- Born: 16 January 1924 Moscow, Russian SFSR, Soviet Union
- Died: 30 June 2012 (aged 88) Moscow, Russia
- Awards: Stalin Prize of first degree (1950), Stalin Prize of second degree (1951)

= Vladlen Davydov =

Soviet-Russian actor (1924–2012)

Vladlen Semyonovich Davydov (Владле́н Семёнович Давы́дов; 1924 — 2012) was a Soviet and Russian theater and film actor. People's Artist of the RSFSR (1969). The winner of two Stalin Prizes (1950, 1951).

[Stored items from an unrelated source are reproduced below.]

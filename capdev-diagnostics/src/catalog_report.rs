//! Snapshot of what enumeration saw
//!
//! Quirky capture hardware is diagnosed from the catalog the host produced:
//! which devices showed up, which modes they claimed and whether their
//! audio and location could be resolved. A [`CatalogReport`] captures that
//! in a serializable form.

use crate::error::DiagnosticsResult;
use capdev_core::{
    fps_from_frame_interval, AudioCapabilitySet, AudioDeviceEntry, DeviceCatalogEntry,
    VideoCapabilitySet, VideoDeviceEntry,
};
use chrono::{DateTime, Utc};
use serde::{Deserialize, Serialize};

/// Report line for one enumerated device
#[derive(Debug, Clone, PartialEq, Serialize, Deserialize)]
pub struct DeviceReport {
    /// Display name
    pub name: String,
    /// Device path
    pub path: String,
    /// Physical location, if resolved
    pub location_id: Option<String>,
    /// Audio can be captured alongside this device
    pub has_attached_audio: bool,
    /// Audio comes from a sibling filter
    pub audio_is_separate_filter: bool,
    /// Human readable capability ranges, in device order
    pub modes: Vec<String>,
}

impl DeviceReport {
    fn from_entry<C>(entry: &DeviceCatalogEntry<C>, describe: impl Fn(&C) -> String) -> Self {
        Self {
            name: entry.id.name.clone(),
            path: entry.id.path.clone(),
            location_id: entry.location_id.clone(),
            has_attached_audio: entry.has_attached_audio,
            audio_is_separate_filter: entry.audio_is_separate_filter,
            modes: entry.capabilities.iter().map(describe).collect(),
        }
    }

    /// Whether the device reported no usable mode
    pub fn is_unusable(&self) -> bool {
        self.modes.is_empty()
    }
}

/// Device counts of a report
#[derive(Debug, Clone, Copy, Default, PartialEq, Eq, Serialize, Deserialize)]
pub struct CatalogSummary {
    /// Video devices found
    pub video_devices: usize,
    /// Audio devices found
    pub audio_devices: usize,
    /// Devices without any usable mode
    pub unusable: usize,
    /// Video devices whose location could not be resolved
    pub without_location: usize,
}

/// Serializable snapshot of a device catalog
#[derive(Debug, Clone, PartialEq, Serialize, Deserialize)]
pub struct CatalogReport {
    /// When the snapshot was taken
    pub generated_at: DateTime<Utc>,
    /// Video devices in enumeration order
    pub video: Vec<DeviceReport>,
    /// Audio devices in enumeration order
    pub audio: Vec<DeviceReport>,
}

impl CatalogReport {
    /// Build a report from enumeration results
    pub fn from_entries(video: &[VideoDeviceEntry], audio: &[AudioDeviceEntry]) -> Self {
        Self {
            generated_at: Utc::now(),
            video: video
                .iter()
                .map(|entry| DeviceReport::from_entry(entry, describe_video))
                .collect(),
            audio: audio
                .iter()
                .map(|entry| DeviceReport::from_entry(entry, describe_audio))
                .collect(),
        }
    }

    /// Device counts
    pub fn summary(&self) -> CatalogSummary {
        CatalogSummary {
            video_devices: self.video.len(),
            audio_devices: self.audio.len(),
            unusable: self
                .video
                .iter()
                .chain(self.audio.iter())
                .filter(|d| d.is_unusable())
                .count(),
            without_location: self.video.iter().filter(|d| d.location_id.is_none()).count(),
        }
    }

    /// Pretty-printed JSON
    pub fn to_json_pretty(&self) -> DiagnosticsResult<String> {
        Ok(serde_json::to_string_pretty(self)?)
    }

    /// Parse a report written by [`CatalogReport::to_json_pretty`]
    pub fn from_json(json: &str) -> DiagnosticsResult<Self> {
        Ok(serde_json::from_str(json)?)
    }
}

fn describe_video(caps: &VideoCapabilitySet) -> String {
    if caps.is_fixed() {
        return format!(
            "{}x{} {} @ {:.2} fps",
            caps.min_width,
            caps.min_height,
            caps.format,
            fps_from_frame_interval(caps.min_frame_interval)
        );
    }
    format!(
        "{}x{}..{}x{} step {}x{} {} @ {:.2}..{:.2} fps",
        caps.min_width,
        caps.min_height,
        caps.max_width,
        caps.max_height,
        caps.width_step,
        caps.height_step,
        caps.format,
        fps_from_frame_interval(caps.max_frame_interval),
        fps_from_frame_interval(caps.min_frame_interval)
    )
}

fn describe_audio(caps: &AudioCapabilitySet) -> String {
    if caps.min_channels == caps.max_channels && caps.min_sample_rate == caps.max_sample_rate {
        return format!("{} ch @ {} Hz {}", caps.min_channels, caps.min_sample_rate, caps.format);
    }
    format!(
        "{}..{} ch @ {}..{} Hz {}",
        caps.min_channels,
        caps.max_channels,
        caps.min_sample_rate,
        caps.max_sample_rate,
        caps.format
    )
}

#[cfg(test)]
mod tests {
    use super::*;
    use capdev_core::{AudioFormat, DeviceId, VideoFormat};

    fn catalog() -> (Vec<VideoDeviceEntry>, Vec<AudioDeviceEntry>) {
        let mut webcam = VideoDeviceEntry::new(
            DeviceId::new("HD Pro Webcam C920", "usb#cam#1"),
            vec![VideoCapabilitySet {
                min_width: 160,
                max_width: 1920,
                width_step: 8,
                min_height: 120,
                max_height: 1080,
                height_step: 8,
                min_frame_interval: 333_333,
                max_frame_interval: 2_000_000,
                format: VideoFormat::MJPEG,
            }],
        );
        webcam.location_id = Some("0000.0014.0000.002.002.000.000.000.000".to_string());

        let mut c875 = VideoDeviceEntry::new(
            DeviceId::new("AVerMedia HD Capture C875", "usb#c875#1"),
            vec![VideoCapabilitySet::fixed(1920, 1080, 166_833, VideoFormat::H264)],
        );
        c875.has_attached_audio = true;

        let empty = VideoDeviceEntry::new(DeviceId::new("No Modes", "empty#1"), Vec::new());
        let mic = AudioDeviceEntry::new(
            DeviceId::new("Microphone", "mic#1"),
            vec![AudioCapabilitySet::fixed(2, 48_000, AudioFormat::Wave16bit)],
        );
        (vec![webcam, c875, empty], vec![mic])
    }

    #[test]
    fn test_report_describes_modes() {
        let (video, audio) = catalog();
        let report = CatalogReport::from_entries(&video, &audio);

        assert_eq!(report.video[1].modes, vec!["1920x1080 H264 @ 59.94 fps".to_string()]);
        assert!(report.video[0].modes[0].starts_with("160x120..1920x1080 step 8x8"));
        assert!(report.video[0].modes[0].ends_with("5.00..30.00 fps"));
        assert_eq!(report.audio[0].modes.len(), 1);
        assert!(report.audio[0].modes[0].starts_with("2 ch @ 48000 Hz"));
    }

    #[test]
    fn test_summary_counts() {
        let (video, audio) = catalog();
        let summary = CatalogReport::from_entries(&video, &audio).summary();
        assert_eq!(
            summary,
            CatalogSummary {
                video_devices: 3,
                audio_devices: 1,
                unusable: 1,
                without_location: 2,
            }
        );
    }

    #[test]
    fn test_json_output_parses_back() {
        let (video, audio) = catalog();
        let report = CatalogReport::from_entries(&video, &audio);
        let json = report.to_json_pretty().unwrap();
        assert!(json.contains("\"generated_at\""));
        assert!(json.contains("AVerMedia HD Capture C875"));

        let back = CatalogReport::from_json(&json).unwrap();
        assert_eq!(back, report);
    }
}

Member of the Communist Party of the Soviet Union since 1950. Academician of the National Academy of Motion Picture Arts.

== Family ==
- Wife — Margarita Anastasyeva (born 10 January 1925), Honored Artist of Russia, Moscow Art Theatre's actress and author
  - Son — Andrey Davydov (born 2 July 1951), Honored Artist of Russia, Moscow Art Theatre's actor.

==Filmography==
- 1944: Ivan the Terrible as oprichnik
- 1949: Encounter at the Elbe as Nikita Kuzmin — Stalin Prize of first degree (1950)
- 1950: Cossacks of the Kuban as breeder Nikolai Matveyevich Kovylev
- 1953: Outpost in the Mountains as Sergey Lunin
- 1957: The Road to Calvary as decadent poet Alexei Bessonov
- 1960: Letiste neprijímá as Kulygin
- 1962: Amphibian Man as Olsen, the reporter
- 1970: Liberation I: The Fire Bulge as Konstantin Rokossovsky
- 1970: Liberation II: Breakthrough as Konstantin Rokossovsky
- 1971: Liberation III: Direction of the Main Blow as Konstantin Rokossovsky
- 1972: Tobacco Captain (TV Movie) as Peter the Great
- 1973: Seventeen Moments of Spring (TV Series) as Dulles employee
- 1977: Soldiers of Freedom (TV Mini-Series) as Konstantin Rokossovsky
- 1984: TASS Is Authorized to Declare... (TV Movie) as Yeremin, a spokesman for the Foreign Ministry
- 2000: The Envy of Gods as Sonia's father
- 2000: The Will of the Emperor as Dmitry Mikhaylovich Golitsyn
- 2011: Burnt by the Sun 2: The Citadel as Vsevolod Konstantinovich

== Awards ==
- Stalin Prize of the first degree (1950)
- Stalin Prize second degree (1951)
- State Prize of the Russian Federation (1997)
- Order of the Badge of Honour (1950)
- Order of Friendship of Peoples (1984)
- Order of Honour (1998)
- Order For Merit to the Fatherland IV degree (2004)
- Honored Artist of the RSFSR (1959)
- People's Artist of the RSFSR (1969)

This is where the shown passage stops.